Creating an SPM

SkyJuke · Post by **SkyJuke** » Sat Jul 20, 2024 12:21 pm

Hey all,

I'm currently creating a Statistical Plus-Minus (SPM) model for personal use. I plan on building different variants of the model, starting from raw box score data (for use in the game Basketball GM) and eventually incorporating play-by-play data and other advanced metrics. Right now, I have some questions on how to improve model performance.

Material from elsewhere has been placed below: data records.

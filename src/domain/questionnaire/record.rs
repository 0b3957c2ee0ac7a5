//! ChatRecord - the persisted form of a finished questionnaire.

use chrono::NaiveDate;
use serde::{Deserialize, Serialize};

use super::{Message, SentimentLabel, UserIdentity};
use crate::domain::foundation::Timestamp;

/// Document written once per completed session.
///
/// Field names match the stored document shape. `tools_used` is always
/// empty and kept for forward compatibility of existing readers.
#[derive(Debug, Clone, PartialEq, Eq, Serialize, Deserialize)]
pub struct ChatRecord {
    pub user_name: String,
    pub date_of_birth: NaiveDate,
    pub chat_history: Vec<Message>,
    pub final_sentiment: SentimentLabel,
    pub timestamp: Timestamp,
    pub tools_used: Vec<String>,
}

impl ChatRecord {
    /// Snapshots a finished session.
    pub fn new(
        identity: &UserIdentity,
        transcript: &[Message],
        final_sentiment: SentimentLabel,
        saved_at: Timestamp,
    ) -> Self {
        Self {
            user_name: identity.name().to_string(),
            date_of_birth: identity.date_of_birth(),
            chat_history: transcript.to_vec(),
            final_sentiment,
            timestamp: saved_at,
            tools_used: Vec::new(),
        }
    }
}
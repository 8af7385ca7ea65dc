use rayon::prelude::*;
use tracing::debug;

use buddhabrot_core::Snapshot;

use crate::buffer::{blend_over, RenderBuffer};
use crate::error::RenderError;
use crate::layer::Layer;

fn check_dimensions(width: usize, height: usize) -> crate::Result<(u32, u32)> {
    match (u32::try_from(width), u32::try_from(height)) {
        (Ok(w), Ok(h)) if w > 0 && h > 0 => Ok((w, h)),
        _ => Err(RenderError::InvalidDimensions { width, height }),
    }
}

fn check_layer(values: &[f64], expected: usize) -> crate::Result<()> {
    if values.len() != expected {
        return Err(RenderError::LayerSize {
            expected,
            actual: values.len(),
        });
    }
    Ok(())
}

/// Color a single normalized field with a layer's policy, without blending.
pub fn colorize_layer(
    layer: Layer,
    values: &[f64],
    width: usize,
    height: usize,
) -> crate::Result<RenderBuffer> {
    let (w, h) = check_dimensions(width, height)?;
    check_layer(values, width * height)?;

    let mut buffer = RenderBuffer::new(w, h);
    buffer
        .pixels
        .par_chunks_mut(4)
        .zip(values.par_iter())
        .for_each(|(pixel, &v)| pixel.copy_from_slice(&layer.color(v)));
    Ok(buffer)
}

/// Composite the three layers of a snapshot onto one opaque surface.
///
/// The Mandelbrot base is written directly; the trajectory overlays are
/// blended on top with source-over, red first, then blue.
pub fn composite(snapshot: &Snapshot) -> crate::Result<RenderBuffer> {
    let (width, height) = (snapshot.width, snapshot.height);
    let expected = width * height;
    check_layer(&snapshot.all_trajectories, expected)?;
    check_layer(&snapshot.diverged_trajectories, expected)?;

    let mut buffer = colorize_layer(Layer::MandelbrotSet, &snapshot.mandelbrot_set, width, height)?;
    buffer
        .pixels
        .par_chunks_mut(4)
        .zip(snapshot.all_trajectories.par_iter())
        .zip(snapshot.diverged_trajectories.par_iter())
        .for_each(|((pixel, &all), &diverged)| {
            blend_over(pixel, Layer::AllTrajectories.color(all));
            blend_over(pixel, Layer::DivergedTrajectories.color(diverged));
        });

    debug!(
        width,
        height,
        stage = %snapshot.stage,
        iteration = snapshot.iteration,
        "Composited snapshot"
    );
    Ok(buffer)
}
/// An RGBA pixel buffer representing a rendered image.
#[derive(Debug, Clone, PartialEq)]
pub struct RenderBuffer {
    pub width: u32,
    pub height: u32,
    /// RGBA pixel data, 4 bytes per pixel, row-major order.
    pub pixels: Vec<u8>,
}

impl RenderBuffer {
    /// Create a new buffer filled with black (opaque).
    pub fn new(width: u32, height: u32) -> Self {
        let mut pixels = vec![0u8; width as usize * height as usize * 4];
        for chunk in pixels.chunks_exact_mut(4) {
            chunk[3] = 255;
        }
        Self {
            width,
            height,
            pixels,
        }
    }

    /// RGBA of the pixel at `(x, y)`.
    pub fn pixel(&self, x: u32, y: u32) -> [u8; 4] {
        let idx = (y as usize * self.width as usize + x as usize) * 4;
        [
            self.pixels[idx],
            self.pixels[idx + 1],
            self.pixels[idx + 2],
            self.pixels[idx + 3],
        ]
    }
}

/// Source-over blend of a straight-alpha `src` onto `dst` in place.
///
/// `dst` keeps its own alpha combined with the source's, so an opaque
/// destination stays opaque.
#[inline]
pub(crate) fn blend_over(dst: &mut [u8], src: [u8; 4]) {
    let a = src[3] as u32;
    if a == 0 {
        return;
    }
    let inv = 255 - a;
    for c in 0..3 {
        dst[c] = ((src[c] as u32 * a + dst[c] as u32 * inv + 127) / 255) as u8;
    }
    dst[3] = (a + (dst[3] as u32 * inv + 127) / 255) as u8;
}

#[cfg(test)]
mod tests {
    use super::*;

    #[test]
    fn new_buffer_is_black_opaque() {
        let buf = RenderBuffer::new(4, 4);
        assert_eq!(buf.pixels.len(), 4 * 4 * 4);
        for chunk in buf.pixels.chunks_exact(4) {
            assert_eq!(chunk, &[0, 0, 0, 255]);
        }
    }

    #[test]
    fn blend_opaque_source_replaces() {
        let mut px = [10, 20, 30, 255];
        blend_over(&mut px, [255, 0, 0, 255]);
        assert_eq!(px, [255, 0, 0, 255]);
    }

    #[test]
    fn blend_transparent_source_is_noop() {
        let mut px = [10, 20, 30, 255];
        blend_over(&mut px, [255, 0, 0, 0]);
        assert_eq!(px, [10, 20, 30, 255]);
    }

    #[test]
    fn blend_half_alpha_mixes() {
        let mut px = [255, 255, 255, 255];
        blend_over(&mut px, [0, 0, 255, 128]);
        // (0·128 + 255·127 + 127) / 255 = 127
        assert_eq!(px, [127, 127, 255, 255]);
    }

    #[test]
    fn pixel_reads_row_major() {
        let mut buf = RenderBuffer::new(3, 2);
        let idx = (1 * 3 + 2) * 4;
        buf.pixels[idx..idx + 4].copy_from_slice(&[1, 2, 3, 4]);
        assert_eq!(buf.pixel(2, 1), [1, 2, 3, 4]);
    }
}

My current iteration uses raw box score data, and I am regressing players' average stats against their 2-year RAPM from the 1998 season to 2024 (data provided by JE). My current R² with the entire dataset is approximately 0.6. Here are my questions:

Length of RAPM: What size of RAPM (e.g., 2-year, 3-year) have you found to be the best when producing SPM models?
Averaging Stats: Is using a player's average stats across a period a promising approach for the X variables in the regression?
Cross-Validation: I'm using Sklearn's Ridge CV to produce my results. Should I leave out some samples of my data when training the model to improve performance?
Normalization: Does normalizing data every two years improve model performance?
Cutoff Threshold: Since my basic version is meant to work in a game and I'm only concerned with the best seasons, should I limit my regression to only players with a specific cutoff of RAPM?
Non-linear Variables: Reading through other models that have their methodologies online, it seems non-linear variables could improve performance. What non-linear stats or methods have you found to be most effective?
Play-by-Play Data: When I try to tackle a more advanced SPM model, where can I find publicly available play-by-play data?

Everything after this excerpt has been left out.